São Paulo – O presidente dos Estados Unidos, Donald Trump, ameaçou retirar permanentemente o financiamento do país à Organização Mundial da Saúde (OMS), em uma carta com a data de ontem destinada ao diretor da organização, Tedros Adhanom Ghebreyesus.

Trump disse que se a OMS “não se comprometer com grandes melhorias substanciais nos próximos 30 dias, tornarei permanente meu congelamento temporário do financiamento dos Estados Unidos à Organização Mundial da Saúde e reconsiderarei nossa participação na organização”.

Segundo ele, está claro que os “repetidos erros” cometidos por Ghebreyesus e pela OMS em responder à pandemia foram extremamente custosos para o mundo, e a revisão realizada por seu governo “confirmou muitas das sérias preocupações que levantei no mês passado”.
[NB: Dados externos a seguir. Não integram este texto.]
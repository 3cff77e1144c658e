use std::collections::BTreeMap;
use std::collections::VecDeque;
use std::fmt;

use serde::{Deserialize, Serialize};

/// Suffix appended to a primary session id to derive its speed-check id.
pub const SPEED_SUFFIX: &str = "_speed";

/// Record schema version carried by every persisted [`JobRecord`].
pub const RECORD_VERSION: u32 = 1;

/// Samples retained by [`SpeedHistory`] before FIFO eviction kicks in.
pub const SPEED_HISTORY_CAPACITY: usize = 180;

/// Globally unique session token identifying a job.
///
/// A speed-check probe shares its primary job's token plus a fixed
/// `_speed` suffix, so either record can be located from the other.
#[derive(Debug, Clone, PartialEq, Eq, Hash, Serialize, Deserialize)]
#[serde(transparent)]
pub struct SessionId(String);

impl SessionId {
    /// Wrap a raw session token.
    pub fn new(raw: impl Into<String>) -> Self {
        Self(raw.into())
    }

    /// The derived speed-check session id for this primary id.
    pub fn speed_probe(&self) -> SessionId {
        SessionId(format!("{}{SPEED_SUFFIX}", self.0))
    }

    /// Whether this id names a speed-check probe session.
    pub fn is_speed_probe(&self) -> bool {
        self.0.ends_with(SPEED_SUFFIX)
    }

    /// The primary session id, stripping the probe suffix when present.
    pub fn primary(&self) -> SessionId {
        match self.0.strip_suffix(SPEED_SUFFIX) {
            Some(base) => SessionId(base.to_string()),
            None => self.clone(),
        }
    }

    /// The raw token.
    pub fn as_str(&self) -> &str {
        &self.0
    }
}

impl fmt::Display for SessionId {
    fn fmt(&self, f: &mut fmt::Formatter<'_>) -> fmt::Result {
        f.write_str(&self.0)
    }
}

/// Operator-controlled state driving the worker loop.
///
/// This field is the single source of truth for what the loop should do
/// next; everything else on the record is advisory.
#[derive(Debug, Clone, Copy, PartialEq, Eq, Serialize, Deserialize)]
pub enum ControlState {
    /// Normal execution.
    Run,
    /// Execution resumed after a pause or restore.
    #[serde(rename = "Run/Restored")]
    RunRestored,
    /// The loop should pause the engine (transient, speed-check driven).
    Pause,
    /// The loop should quit the engine and return without finalizing.
    Stop,
    /// The loop should quit, reset and tear down any outstanding probe.
    Delete,
}

impl ControlState {
    /// Whether the record is marked for stop or delete.
    pub fn is_del_marked(self) -> bool {
        matches!(self, ControlState::Stop | ControlState::Delete)
    }
}

/// Broker-side lifecycle phase of a queued job.
#[derive(Debug, Clone, Copy, PartialEq, Eq, Serialize, Deserialize)]
#[serde(rename_all = "lowercase")]
pub enum JobPhase {
    /// Submitted but not yet claimed by a worker.
    Queued,
    /// Claimed and executing.
    Started,
    /// Completed normally.
    Finished,
    /// Terminated with an error.
    Failed,
}

impl JobPhase {
    /// Whether the job has reached a terminal phase.
    pub fn is_settled(self) -> bool {
        matches!(self, JobPhase::Finished | JobPhase::Failed)
    }
}

/// Tri-state brain-cache decision carried on a job record.
#[derive(Debug, Clone, Copy, Default, PartialEq, Eq)]
pub enum BrainState {
    /// No decision has been made yet.
    #[default]
    Unset,
    /// The throughput estimator enabled the cache.
    Enabled,
    /// Disabled, either by the user or by the estimator.
    Disabled,
}

impl BrainState {
    /// Map to the wire form (`null` / `true` / `false`).
    pub fn as_flag(self) -> Option<bool> {
        match self {
            BrainState::Unset => None,
            BrainState::Enabled => Some(true),
            BrainState::Disabled => Some(false),
        }
    }

    /// Build from the wire form.
    pub fn from_flag(flag: Option<bool>) -> Self {
        match flag {
            None => BrainState::Unset,
            Some(true) => BrainState::Enabled,
            Some(false) => BrainState::Disabled,
        }
    }

    /// Whether a decision (either way) has been recorded.
    pub fn is_decided(self) -> bool {
        !matches!(self, BrainState::Unset)
    }
}

impl Serialize for BrainState {
    fn serialize<S: serde::Serializer>(&self, serializer: S) -> Result<S::Ok, S::Error> {
        self.as_flag().serialize(serializer)
    }
}

impl<'de> Deserialize<'de> for BrainState {
    fn deserialize<D: serde::Deserializer<'de>>(deserializer: D) -> Result<Self, D::Error> {
        Ok(BrainState::from_flag(Option::<bool>::deserialize(
            deserializer,
        )?))
    }
}

/// Fixed-capacity FIFO of raw speed samples, used only for trend display.
#[derive(Debug, Clone, Default, PartialEq, Eq, Serialize, Deserialize)]
#[serde(transparent)]
pub struct SpeedHistory(VecDeque<u64>);

impl SpeedHistory {
    /// Empty history.
    pub fn new() -> Self {
        Self::default()
    }

    /// Append a sample, evicting the oldest once capacity is exceeded.
    pub fn push(&mut self, sample: u64) {
        self.0.push_back(sample);
        if self.0.len() > SPEED_HISTORY_CAPACITY {
            self.0.pop_front();
        }
    }

    /// Number of retained samples.
    pub fn len(&self) -> usize {
        self.0.len()
    }

    /// Whether no samples have been recorded.
    pub fn is_empty(&self) -> bool {
        self.0.is_empty()
    }

    /// Iterate oldest-first.
    pub fn iter(&self) -> impl Iterator<Item = u64> + '_ {
        self.0.iter().copied()
    }
}

/// Live engine status projected into a job record by the result writer.
#[derive(Debug, Clone, Default, PartialEq, Serialize, Deserialize)]
pub struct EngineSnapshot {
    /// Engine status line (`Running`, `Paused`, ...).
    pub status: String,
    /// Hash mode the status refers to (varies across a benchmark-all run).
    pub hash_mode: u32,
    /// Keyspace progress, percent-scaled integer.
    pub progress: u64,
    /// Restore/skip point for resuming the session.
    pub restore_point: u64,
    /// Raw candidate throughput (hashes/sec).
    pub speed_raw: u64,
    /// Human-formatted throughput string.
    pub speed_all: String,
    /// Digests recovered so far.
    pub digests_done: u64,
    /// Total digests in the session.
    pub digests_total: u64,
    /// Salt count for the loaded hashes.
    pub salts_total: u64,
}

/// Throughput measurement published by the speed-check sub-pipeline.
#[derive(Debug, Clone, PartialEq, Eq, Serialize, Deserialize)]
pub struct ProbeMeasurement {
    /// Hash-mode descriptor strings (name, category).
    pub mode_info: Vec<String>,
    /// Measured throughput, hashes/sec.
    pub speed: u64,
    /// Salt count observed during the probe.
    pub salts: u64,
}

/// Submission-time attack parameters, preserved into the result snapshot.
#[derive(Debug, Clone, Default, PartialEq, Eq, Serialize, Deserialize)]
pub struct JobDetails {
    /// Operator-supplied job name.
    pub name: Option<String>,
    /// Hashcat hash-mode number.
    pub hash_mode: u32,
    /// Attack mode; `None` when unset or coerced away from bad input.
    pub attack_mode: Option<u32>,
    /// Mask pattern, when applicable.
    pub mask: Option<String>,
    /// Primary wordlist label.
    pub wordlist: Option<String>,
    /// Secondary wordlist label (combinator attacks).
    pub wordlist2: Option<String>,
    /// Rule-file labels.
    #[serde(default)]
    pub rules: Vec<String>,
}

/// One benchmark measurement: raw speed plus the formatted display string.
#[derive(Debug, Clone, PartialEq, Eq, Serialize, Deserialize)]
pub struct BenchmarkEntry(pub u64, pub String);

/// One mutable record per job, keyed by session id.
///
/// Mutated by the worker loop, the speed-check pipeline and external
/// control-command writers; merges are idempotent and last-writer-wins,
/// the store provides no transactions.
#[derive(Debug, Clone, Serialize, Deserialize)]
pub struct JobRecord {
    /// Record schema version.
    pub version: u32,
    /// Session identity.
    pub session_id: SessionId,
    /// Operator control state (see [`ControlState`]).
    pub control_state: ControlState,
    /// Broker lifecycle phase.
    pub phase: JobPhase,
    /// Whether completion notifications were requested.
    pub notify: bool,
    /// Notification destination, when present.
    pub email: Option<String>,
    /// Last observed user activity, `YYYY-MM-DD HH:MM:SS`.
    pub last_seen: Option<String>,
    /// Notifications already sent for this job.
    pub email_count: u32,
    /// Brain-cache decision tri-state.
    pub brain: BrainState,
    /// Latest engine status snapshot.
    pub engine_state: Option<EngineSnapshot>,
    /// Bounded recent-speed trend.
    pub speed_history: SpeedHistory,
    /// Benchmark results keyed by hash-mode string.
    pub benchmarks: BTreeMap<String, BenchmarkEntry>,
    /// Advisory warning text surfaced to observers.
    pub warning: Option<String>,
    /// Advisory error text surfaced to observers.
    pub error_text: Option<String>,
    /// Advisory hint text surfaced to observers.
    pub tip: Option<String>,
    /// Restore/skip point mirrored from the engine.
    pub restore: u64,
    /// Failure detail for failed probe jobs.
    pub failure: Option<String>,
    /// Probe measurement (speed-check records only).
    pub probe: Option<ProbeMeasurement>,
    /// Submission-time attack parameters.
    pub details: JobDetails,
}

impl JobRecord {
    /// Fresh record in `Run`/`Queued` with everything else unset.
    pub fn new(session_id: SessionId, details: JobDetails) -> Self {
        Self {
            version: RECORD_VERSION,
            session_id,
            control_state: ControlState::Run,
            phase: JobPhase::Queued,
            notify: false,
            email: None,
            last_seen: None,
            email_count: 0,
            brain: BrainState::Unset,
            engine_state: None,
            speed_history: SpeedHistory::new(),
            benchmarks: BTreeMap::new(),
            warning: None,
            error_text: None,
            tip: None,
            restore: 0,
            failure: None,
            probe: None,
            details,
        }
    }

    /// Whether the record is marked for stop or delete.
    pub fn is_del_marked(&self) -> bool {
        self.control_state.is_del_marked()
    }
}
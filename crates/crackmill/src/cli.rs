use std::path::PathBuf;

use clap::Parser;

use crackmill_core::SessionId;
use crackmill_engine::{JobRequest, coerce_attack_mode};

#[derive(Debug, Clone, Parser)]
#[command(name = "crackmill", version, about = "crackmill hashcat job worker")]
pub struct Cli {
    /// Session token identifying the job record.
    #[arg(env = "CRACKMILL_SESSION")]
    pub session: String,

    /// File of target hashes (not needed for benchmark runs).
    #[arg(long, env = "CRACKMILL_HASH_FILE")]
    pub hash_file: Option<PathBuf>,

    /// Hashcat hash-mode number.
    #[arg(long, env = "CRACKMILL_HASH_MODE", default_value_t = 0)]
    pub hash_mode: u32,

    /// Hashcat attack mode. Unparseable values are dropped, not fatal.
    #[arg(long)]
    pub attack_mode: Option<String>,

    /// Mask pattern, or a mask-file path with `--mask-file`.
    #[arg(long)]
    pub mask: Option<String>,

    /// Treat `--mask` as a mask-file path.
    #[arg(long, default_value_t = false)]
    pub mask_file: bool,

    /// Primary wordlist.
    #[arg(long)]
    pub wordlist: Option<PathBuf>,

    /// Secondary wordlist (combinator attacks).
    #[arg(long)]
    pub wordlist2: Option<PathBuf>,

    /// Rule file; repeat for multiple.
    #[arg(long = "rule")]
    pub rules: Vec<PathBuf>,

    /// Hash file lines carry `user:hash`.
    #[arg(long, default_value_t = false)]
    pub username: bool,

    /// Enable mask increment mode.
    #[arg(long, default_value_t = false)]
    pub increment: bool,

    /// Increment lower bound.
    #[arg(long)]
    pub increment_min: Option<u32>,

    /// Increment upper bound.
    #[arg(long)]
    pub increment_max: Option<u32>,

    /// Keyspace offset to resume from.
    #[arg(long)]
    pub skip: Option<u64>,

    /// Request the brain cache (subject to the throughput estimate).
    #[arg(long, default_value_t = false)]
    pub brain: bool,

    /// Run the speed-check probe for this session instead of the job.
    #[arg(long, default_value_t = false)]
    pub speed_check: bool,

    /// Benchmark the given hash mode and exit.
    #[arg(long, default_value_t = false)]
    pub benchmark: bool,

    /// Benchmark every hash mode and exit.
    #[arg(long, default_value_t = false)]
    pub benchmark_all: bool,

    /// Hashcat binary to drive.
    #[arg(long, env = "CRACKMILL_HASHCAT", default_value = "hashcat")]
    pub hashcat: PathBuf,

    /// Config file path (defaults to the XDG location).
    #[arg(long, env = "CRACKMILL_CONFIG")]
    pub config: Option<PathBuf>,
}

impl Cli {
    /// Project the parsed flags into a worker job request.
    pub fn to_request(&self) -> anyhow::Result<JobRequest> {
        let bench = self.benchmark || self.benchmark_all;
        let hash_file = match &self.hash_file {
            Some(path) => path.clone(),
            None if bench => PathBuf::new(),
            None => anyhow::bail!("--hash-file is required unless benchmarking"),
        };
        let mut req = JobRequest::new(SessionId::new(&self.session), hash_file, self.hash_mode);
        req.attack_mode = self
            .attack_mode
            .as_deref()
            .and_then(|raw| coerce_attack_mode(&serde_json::Value::String(raw.to_string())));
        req.mask = self.mask.clone();
        req.mask_file = self.mask_file;
        req.wordlist = self.wordlist.clone();
        req.wordlist2 = self.wordlist2.clone();
        req.rules = self.rules.clone();
        req.username = self.username;
        req.increment = self.increment;
        req.increment_min = self.increment_min;
        req.increment_max = self.increment_max;
        req.restore = self.skip;
        req.brain_requested = self.brain;
        req.benchmark = self.benchmark;
        req.benchmark_all = self.benchmark_all;
        Ok(req)
    }
}
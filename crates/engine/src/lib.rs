#![forbid(unsafe_code)]
#![deny(unreachable_pub)]
#![deny(missing_docs)]

//! Engine orchestration for `crackmill` (worker supervisory loop,
//! speed-check sub-pipeline, hashcat subprocess adapter).

pub mod adapter;
pub mod error;

mod hashcat;
mod notify;
mod speed_check;
#[cfg(test)]
mod test_support;
mod worker;
mod writer;

pub use adapter::{
    BrainParams, CrackEngine, EngineEvent, EngineSession, EngineStatus, RunMode, SessionParams,
    coerce_attack_mode,
};
pub use error::{EngineError, SpeedCheckError, WorkerError};
pub use hashcat::HashcatEngine;
pub use notify::{LAST_SEEN_FORMAT, NotificationGate, Notifier, NotifyEvent, WebhookNotifier};
pub use worker::{
    BRAIN_WAIT_LIMIT, DELETE_WAIT_LIMIT, HANG_LIMIT, JobOutcome, JobRequest, PAUSE_WAIT_LIMIT,
    Worker,
};
pub use writer::{ResultSnapshot, ResultWriter};
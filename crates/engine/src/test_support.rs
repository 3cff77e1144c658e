//! Scripted engine doubles shared across the crate's unit tests.

use std::collections::VecDeque;
use std::sync::atomic::{AtomicU32, Ordering};
use std::sync::{Arc, Mutex};

use async_trait::async_trait;

use crackmill_core::EngineSnapshot;

use crate::adapter::{
    CrackEngine, EngineEvent, EngineSession, EngineStatus, SessionParams,
};
use crate::error::EngineError;
use crate::notify::Notifier;

struct SessionInner {
    statuses: VecDeque<EngineStatus>,
    last: EngineStatus,
    forced: Option<EngineStatus>,
    snapshot: Option<EngineSnapshot>,
    events: VecDeque<EngineEvent>,
    log: String,
    executes: u32,
    pauses: u32,
    resumes: u32,
    quits: u32,
    resets: u32,
}

/// Shared, scriptable state behind a [`ScriptedSession`].
///
/// Status lines pop one per `status()` call and the last one repeats,
/// so a script maps 1:1 onto supervisor iterations. `pause()` forces
/// `Paused` until the next `resume()`.
#[derive(Clone)]
pub(crate) struct SessionState(Arc<Mutex<SessionInner>>);

impl SessionState {
    pub(crate) fn new(statuses: Vec<EngineStatus>) -> Self {
        Self(Arc::new(Mutex::new(SessionInner {
            statuses: statuses.into(),
            last: EngineStatus::Waiting,
            forced: None,
            snapshot: None,
            events: VecDeque::new(),
            log: String::new(),
            executes: 0,
            pauses: 0,
            resumes: 0,
            quits: 0,
            resets: 0,
        })))
    }

    fn lock(&self) -> std::sync::MutexGuard<'_, SessionInner> {
        self.0.lock().unwrap_or_else(|e| e.into_inner())
    }

    pub(crate) fn set_snapshot(&self, snap: EngineSnapshot) {
        self.lock().snapshot = Some(snap);
    }

    pub(crate) fn push_event(&self, event: EngineEvent) {
        self.lock().events.push_back(event);
    }

    pub(crate) fn set_log(&self, log: impl Into<String>) {
        self.lock().log = log.into();
    }

    pub(crate) fn executes(&self) -> u32 {
        self.lock().executes
    }

    pub(crate) fn pauses(&self) -> u32 {
        self.lock().pauses
    }

    pub(crate) fn resumes(&self) -> u32 {
        self.lock().resumes
    }

    pub(crate) fn quits(&self) -> u32 {
        self.lock().quits
    }

    pub(crate) fn resets(&self) -> u32 {
        self.lock().resets
    }
}

pub(crate) struct ScriptedSession {
    state: SessionState,
}

#[async_trait]
impl EngineSession for ScriptedSession {
    async fn execute(&mut self) -> Result<(), EngineError> {
        self.state.lock().executes += 1;
        Ok(())
    }

    async fn status(&mut self) -> EngineStatus {
        let mut inner = self.state.lock();
        if let Some(forced) = inner.forced {
            return forced;
        }
        if let Some(next) = inner.statuses.pop_front() {
            inner.last = next;
        }
        inner.last
    }

    async fn snapshot(&mut self) -> Option<EngineSnapshot> {
        self.state.lock().snapshot.clone()
    }

    async fn pause(&mut self) -> Result<(), EngineError> {
        let mut inner = self.state.lock();
        inner.pauses += 1;
        inner.forced = Some(EngineStatus::Paused);
        Ok(())
    }

    async fn resume(&mut self) -> Result<(), EngineError> {
        let mut inner = self.state.lock();
        inner.resumes += 1;
        inner.forced = None;
        Ok(())
    }

    async fn quit(&mut self) -> Result<(), EngineError> {
        self.state.lock().quits += 1;
        Ok(())
    }

    async fn reset(&mut self) -> Result<(), EngineError> {
        self.state.lock().resets += 1;
        Ok(())
    }

    async fn log_buffer(&mut self) -> String {
        self.state.lock().log.clone()
    }

    fn drain_events(&mut self) -> Vec<EngineEvent> {
        self.state.lock().events.drain(..).collect()
    }
}

/// Clonable view of every [`SessionParams`] a [`MockEngine`] received.
#[derive(Clone, Default)]
pub(crate) struct CapturedParams(Arc<Mutex<Vec<SessionParams>>>);

impl CapturedParams {
    pub(crate) fn snapshot(&self) -> Vec<SessionParams> {
        self.0.lock().unwrap_or_else(|e| e.into_inner()).clone()
    }
}

/// Engine double handing out pre-scripted sessions in order. Configuring
/// more sessions than were scripted is a test bug and panics.
pub(crate) struct MockEngine {
    sessions: Mutex<VecDeque<SessionState>>,
    captured: CapturedParams,
}

impl MockEngine {
    pub(crate) fn new(sessions: Vec<SessionState>) -> Self {
        Self {
            sessions: Mutex::new(sessions.into()),
            captured: CapturedParams::default(),
        }
    }

    pub(crate) fn captured_handle(&self) -> CapturedParams {
        self.captured.clone()
    }
}

#[async_trait]
impl CrackEngine for MockEngine {
    async fn configure(&self, params: SessionParams) -> Result<Box<dyn EngineSession>, EngineError> {
        self.captured
            .0
            .lock()
            .unwrap_or_else(|e| e.into_inner())
            .push(params);
        let state = self
            .sessions
            .lock()
            .unwrap_or_else(|e| e.into_inner())
            .pop_front()
            .expect("no scripted session left");
        Ok(Box::new(ScriptedSession { state }))
    }
}

/// Notifier double counting deliveries.
#[derive(Default)]
pub(crate) struct CountingNotifier(AtomicU32);

impl CountingNotifier {
    pub(crate) fn count(&self) -> u32 {
        self.0.load(Ordering::SeqCst)
    }
}

#[async_trait]
impl Notifier for CountingNotifier {
    async fn notify(&self, _dest: &str, _subject: &str) -> anyhow::Result<()> {
        self.0.fetch_add(1, Ordering::SeqCst);
        Ok(())
    }
}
“O único caminho para frente para a organização é se puder realmente demonstrar independência da China”, disse, acrescentando que seu governo já começou discussões com a OMS sobre reformas. “Mas ação é necessária rapidamente. Não temos tempo a perder”.

Em 14 de abril, Trump congelou o financiamento de entre US$ 400 milhões e US$ 500 milhões anuais dos Estados Unidos para a OMS, acusando a organização de se posicionar ao lado da China ao não tomar medidas mais duras quando os primeiros casos de covid-19 surgiram. Ao mesmo tempo, seu governo conduzia uma revisão da resposta da agência à pandemia.

Na carta, Trump repetiu acusações que já havia feito à OMS, de que a agência ignorou relatos de que o vírus estava se espalhando na cidade chinesa de Wuhan, não repassou todas as informações que tinha e demorou para recomendar restrições de viagens à China, elogiando a transparência do país asiático quando na verdade os chineses foram “tudo menos transparentes”.

“Não posso permitir que dólares de pagadores de impostos norte-americanos continuem a financiar uma organização que, no estado atual, está tão claramente não servindo aos interesses dos Estados Unidos”, concluiu.